THE TASK: Pull every line containing the word "both" from the records.

RECORDS FOR THIS TASK: Begin

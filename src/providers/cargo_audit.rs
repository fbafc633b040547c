//! Package-Audit Provider: shells out to `cargo audit --json` and parses
//! both on-the-wire report shapes RustSec has used historically.

use super::{AuditSeverity, PackageAuditProvider, VulnerabilityRecord};
use async_trait::async_trait;
use serde::Deserialize;
use std::collections::HashMap;
use std::path::Path;
use tokio::process::Command;

pub struct CargoAuditProvider;

#[async_trait]
impl PackageAuditProvider for CargoAuditProvider {
    async fn audit(&self, repo: &Path) -> crate::error::Result<Vec<VulnerabilityRecord>> {
        let output = Command::new("cargo")
            .arg("audit")
            .arg("--json")
            .current_dir(repo)
            .output()
            .await
            .map_err(|e| crate::error::SgeError::Provider {
                provider: "cargo_audit",
                message: e.to_string(),
            })?;

        parse_report(&output.stdout)
    }
}

/// `cargo audit --json` wraps both shapes under `vulnerabilities`: the
/// modern form is `{ found, list: [...] }`; older releases emitted a flat
/// `advisories` map keyed by advisory id. We accept either.
#[derive(Debug, Deserialize)]
struct AuditReport {
    vulnerabilities: Option<VulnerabilitiesSection>,
    advisories: Option<HashMap<String, AdvisoryEntry>>,
}

#[derive(Debug, Deserialize)]
struct VulnerabilitiesSection {
    #[serde(default)]
    list: Vec<VulnerabilityEntry>,
}

#[derive(Debug, Deserialize)]
struct VulnerabilityEntry {
    package: PackageRef,
    advisory: AdvisoryInfo,
}

#[derive(Debug, Deserialize)]
struct PackageRef {
    name: String,
    version: String,
}

#[derive(Debug, Deserialize)]
struct AdvisoryInfo {
    title: String,
    #[serde(default)]
    severity: Option<String>,
    #[serde(default)]
    patched_versions: Vec<String>,
}

#[derive(Debug, Deserialize)]
struct AdvisoryEntry {
    package: String,
    version: String,
    title: String,
    #[serde(default)]
    severity: Option<String>,
    #[serde(default)]
    patched_versions: Vec<String>,
}

fn parse_severity(raw: Option<&str>) -> AuditSeverity {
    match raw.map(str::to_lowercase).as_deref() {
        Some("critical") => AuditSeverity::Critical,
        Some("high") => AuditSeverity::High,
        Some("medium") | Some("moderate") => AuditSeverity::Moderate,
        Some("low") => AuditSeverity::Low,
        _ => AuditSeverity::Info,
    }
}

fn parse_report(raw: &[u8]) -> crate::error::Result<Vec<VulnerabilityRecord>> {
    let report: AuditReport = serde_json::from_slice(raw)?;
    let mut records = Vec::new();

    if let Some(section) = report.vulnerabilities {
        for entry in section.list {
            records.push(VulnerabilityRecord {
                severity: parse_severity(entry.advisory.severity.as_deref()),
                title: entry.advisory.title,
                package: entry.package.name,
                version: entry.package.version,
                patched_versions: entry.advisory.patched_versions.join(", "),
                recommendation: "upgrade to a patched version".to_string(),
            });
        }
    }

    if let Some(advisories) = report.advisories {
        for (_, entry) in advisories {
            records.push(VulnerabilityRecord {
                severity: parse_severity(entry.severity.as_deref()),
                title: entry.title,
                package: entry.package,
                version: entry.version,
                patched_versions: entry.patched_versions.join(", "),
                recommendation: "upgrade to a patched version".to_string(),
            });
        }
    }

    Ok(records)
}

#[cfg(test)]
mod tests {
    use super::*;

    #[test]
    fn parses_modern_vulnerabilities_shape() {
        let raw = br#"{
            "vulnerabilities": {
                "found": true,
                "list": [{
                    "package": { "name": "foo", "version": "0.1.0" },
                    "advisory": { "title": "bad thing", "severity": "critical", "patched_versions": [">=0.2.0"] }
                }]
            }
        }"#;
        let records = parse_report(raw).unwrap();
        assert_eq!(records.len(), 1);
        assert_eq!(records[0].severity, AuditSeverity::Critical);
        assert_eq!(records[0].package, "foo");
    }

    #[test]
    fn parses_legacy_advisories_shape() {
        let raw = br#"{
            "advisories": {
                "RUSTSEC-2020-0001": {
                    "package": "bar", "version": "1.0.0", "title": "legacy bad thing",
                    "severity": "high", "patched_versions": [">=1.1.0"]
                }
            }
        }"#;
        let records = parse_report(raw).unwrap();
        assert_eq!(records.len(), 1);
        assert_eq!(records[0].severity, AuditSeverity::High);
        assert_eq!(records[0].package, "bar");
    }
}
// Message guard - the caller-side pipeline run for every inbound message.
//
// Order of checks:
// 1. Rate limit (admitted requests are counted, refused ones earn a rate
//    violation instead)
// 2. Active ban
// 3. Privileged bypass
// 4. Moderation (local rules, then classifier corroboration)
// 5. Violation recording and escalation
//
// A ledger failure aborts the pipeline before any ban is applied.

use super::guard_models::{GuardError, GuardOutcome, UserDirectory};
use crate::core::classifier::ClassifierGateway;
use crate::core::ledger::{EnforcementAction, LedgerStore, ViolationKind, ViolationLedger};
use crate::core::moderation::ModerationEngine;
use crate::core::rate::{RateGuard, RateTier};
use crate::core::rules::RuleStore;
use crate::core::text::truncate_for_log;
use chrono::Duration;

pub struct MessageGuard<R: RuleStore, L: LedgerStore> {
    rate: RateGuard,
    engine: ModerationEngine<R>,
    gateway: ClassifierGateway,
    ledger: ViolationLedger<L>,
    users: Box<dyn UserDirectory>,
}

impl<R: RuleStore, L: LedgerStore> MessageGuard<R, L> {
    pub fn new(
        rate: RateGuard,
        engine: ModerationEngine<R>,
        gateway: ClassifierGateway,
        ledger: ViolationLedger<L>,
        users: Box<dyn UserDirectory>,
    ) -> Self {
        Self {
            rate,
            engine,
            gateway,
            ledger,
            users,
        }
    }

    pub fn rate(&self) -> &RateGuard {
        &self.rate
    }

    pub fn engine(&self) -> &ModerationEngine<R> {
        &self.engine
    }

    pub fn gateway(&self) -> &ClassifierGateway {
        &self.gateway
    }

    pub fn ledger(&self) -> &ViolationLedger<L> {
        &self.ledger
    }

    /// Rate tier the user's messages are counted under.
    pub fn tier_for(&self, user_id: u64) -> RateTier {
        if self.users.is_privileged(user_id) {
            RateTier::Admin
        } else if self.users.is_new_user(user_id) {
            RateTier::NewUser
        } else {
            RateTier::Default
        }
    }

    /// Run every check for one message from `user_id`.
    pub async fn screen(&self, user_id: u64, text: &str) -> Result<GuardOutcome, GuardError> {
        let tier = self.tier_for(user_id);
        let decision = self.rate.try_admit(user_id, tier);
        if !decision.allowed {
            let violation_count = self.rate.add_violation(user_id);
            return Ok(GuardOutcome::RateLimited {
                seconds_to_reset: decision.seconds_to_reset.unwrap_or(0.0),
                violation_count,
            });
        }

        let ban = self.ledger.is_banned(user_id).await?;
        if ban.is_banned {
            tracing::info!(user_id, "Dropped message from banned user");
            return Ok(GuardOutcome::Banned {
                reason: ban.reason,
                until: ban.until,
            });
        }

        if self.users.is_privileged(user_id) {
            tracing::debug!(user_id, "Privileged user, moderation skipped");
            return Ok(GuardOutcome::Bypassed);
        }

        let verdict = self.engine.moderate(text, &self.gateway).await;
        if !verdict.is_violation {
            return Ok(GuardOutcome::Allowed);
        }

        let reason = verdict.reason_text().to_string();
        let count = self
            .ledger
            .record_violation(user_id, ViolationKind::ContentPolicy, &reason, text)
            .await?;

        match self.ledger.action_for(count) {
            EnforcementAction::Ban { minutes } => {
                self.ledger
                    .ban_user(user_id, &reason, Some(Duration::minutes(i64::from(minutes))))
                    .await?;
                tracing::warn!(
                    user_id,
                    count,
                    minutes,
                    message = truncate_for_log(text),
                    "Ban applied for repeated violations"
                );
                Ok(GuardOutcome::BanApplied {
                    minutes,
                    reason,
                    count,
                })
            }
            EnforcementAction::Warn | EnforcementAction::None => {
                tracing::info!(user_id, count, "User warned");
                Ok(GuardOutcome::Warned { reason, count })
            }
        }
    }
}

// ============================================================================
// TESTS
// ============================================================================
// Rule set service - owns the editable rule document and the compiled
// snapshot the filter reads.
//
// Readers never block on I/O: they clone an `Arc<RuleBook>` out of a short
// read lock. Writers (reload, add word, add combination) are serialized on the
// document mutex, build a fresh RuleBook, persist, and only then swap it in.
//
// A document that exists but could not be read is never overwritten: edits
// are refused until a reload succeeds.

use super::rule_models::{
    RuleBook, RuleDocument, Severity, StopWordCategory, WordCombination,
};
use async_trait::async_trait;
use parking_lot::RwLock;
use std::sync::Arc;
use thiserror::Error;
use tokio::sync::Mutex;

// ============================================================================
// ERRORS
// ============================================================================

#[derive(Debug, Error)]
pub enum RuleError {
    #[error("Rule document not found: {0}")]
    NotFound(String),

    #[error("Malformed rule document: {0}")]
    Malformed(String),

    #[error("Rule storage I/O error: {0}")]
    Io(String),

    #[error("Invalid spam pattern '{pattern}': {message}")]
    InvalidPattern { pattern: String, message: String },

    #[error("Invalid rule: {0}")]
    InvalidRule(String),

    #[error("Rule document failed to load, fix it and reload before editing")]
    NotLoaded,
}

// ============================================================================
// STORAGE TRAIT (PORT)
// ============================================================================

/// Where the declarative rule document lives.
#[async_trait]
pub trait RuleStore: Send + Sync {
    /// Read the full document.
    async fn load(&self) -> Result<RuleDocument, RuleError>;

    /// Replace the stored document with `document`.
    async fn save(&self, document: &RuleDocument) -> Result<(), RuleError>;
}

// ============================================================================
// CORE SERVICE
// ============================================================================

pub struct RuleSet<S: RuleStore> {
    store: S,
    /// `None` while the stored document is unreadable
    document: Mutex<Option<RuleDocument>>,
    compiled: RwLock<Arc<RuleBook>>,
}

impl<S: RuleStore> RuleSet<S> {
    /// Load the rules from `store`.
    ///
    /// A missing or malformed document does not stop the process: the rule
    /// set starts empty and local moderation is effectively disabled until a
    /// successful reload. A missing document can be built up with edits; a
    /// malformed one is left alone.
    pub async fn load(store: S) -> Self {
        let (document, book) = match Self::read_document(&store).await {
            Ok((document, book)) => (Some(document), book),
            Err(e) => {
                tracing::error!(
                    error = %e,
                    "Failed to load moderation rules, continuing with an EMPTY rule set"
                );
                let document = match e {
                    RuleError::NotFound(_) => Some(RuleDocument::default()),
                    _ => None,
                };
                (document, RuleBook::empty())
            }
        };

        if book.is_empty() {
            tracing::warn!("No moderation rules active, only heuristic triggers apply");
        }

        tracing::info!(
            categories = book.category_count(),
            combinations = book.combination_count(),
            spam_patterns = book.spam_patterns().len(),
            "Moderation rules loaded"
        );

        Self {
            store,
            document: Mutex::new(document),
            compiled: RwLock::new(Arc::new(book)),
        }
    }

    async fn read_document(store: &S) -> Result<(RuleDocument, RuleBook), RuleError> {
        let document = store.load().await?;
        let book = RuleBook::compile(&document)?;
        Ok((document, book))
    }

    /// Re-read the document from the store and replace the active rules.
    ///
    /// On failure the previous rules stay active untouched.
    pub async fn reload(&self) -> Result<(), RuleError> {
        let mut document = self.document.lock().await;
        let (fresh, book) = Self::read_document(&self.store).await.map_err(|e| {
            tracing::error!(error = %e, "Rule reload failed, keeping previous rules");
            e
        })?;

        *document = Some(fresh);
        *self.compiled.write() = Arc::new(book);
        tracing::info!("Moderation rules reloaded");
        Ok(())
    }

    /// The currently active compiled rules.
    pub fn snapshot(&self) -> Arc<RuleBook> {
        Arc::clone(&self.compiled.read())
    }

    /// Add a stop word to `category`, creating the category if needed.
    ///
    /// Returns `Ok(false)` without touching storage when the word is already
    /// present in that category.
    pub async fn add_stop_word(
        &self,
        word: &str,
        category: &str,
        severity: Severity,
    ) -> Result<bool, RuleError> {
        let word = word.trim().to_lowercase();
        let category = category.trim();
        if word.is_empty() || category.is_empty() {
            return Err(RuleError::InvalidRule(
                "stop word and category must not be empty".to_string(),
            ));
        }

        let mut guard = self.document.lock().await;
        let document = guard.as_mut().ok_or(RuleError::NotLoaded)?;
        if document
            .stop_words
            .get(category)
            .is_some_and(|c| c.words.iter().any(|w| w.trim().to_lowercase() == word))
        {
            return Ok(false);
        }

        let mut updated = document.clone();
        updated
            .stop_words
            .entry(category.to_string())
            .or_insert_with(|| StopWordCategory {
                words: Vec::new(),
                severity,
                description: format!("Category {}", category),
            })
            .words
            .push(word.clone());

        self.commit(document, updated).await?;
        tracing::info!(word = %word, category = %category, "Added stop word");
        Ok(true)
    }

    /// Add a forbidden word pair. Returns `Ok(false)` if an identical entry
    /// (same words, category and severity) already exists.
    pub async fn add_combination(
        &self,
        word_a: &str,
        word_b: &str,
        category: &str,
        severity: Severity,
    ) -> Result<bool, RuleError> {
        let word_a = word_a.trim().to_lowercase();
        let word_b = word_b.trim().to_lowercase();
        if word_a.is_empty() || word_b.is_empty() || category.trim().is_empty() {
            return Err(RuleError::InvalidRule(
                "combination words and category must not be empty".to_string(),
            ));
        }

        let combo = WordCombination::new(word_a, word_b, category.trim(), severity);

        let mut guard = self.document.lock().await;
        let document = guard.as_mut().ok_or(RuleError::NotLoaded)?;
        if document.word_combinations.contains(&combo) {
            return Ok(false);
        }

        let mut updated = document.clone();
        updated.word_combinations.push(combo.clone());

        self.commit(document, updated).await?;
        tracing::info!(
            word_a = %combo.word_a(),
            word_b = %combo.word_b(),
            category = %combo.category,
            "Added word combination"
        );
        Ok(true)
    }

    /// Persist `updated`, then make it the active document and snapshot.
    /// Nothing in memory changes if compiling or saving fails.
    async fn commit(
        &self,
        document: &mut RuleDocument,
        updated: RuleDocument,
    ) -> Result<(), RuleError> {
        let book = RuleBook::compile(&updated)?;
        self.store.save(&updated).await?;
        *document = updated;
        *self.compiled.write() = Arc::new(book);
        Ok(())
    }
}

RECORDS FOR THIS TASK: End

RESPONSE BELOW:
//! both on-the-wire report shapes RustSec has used historically.
/// `cargo audit --json` wraps both shapes under `vulnerabilities`: the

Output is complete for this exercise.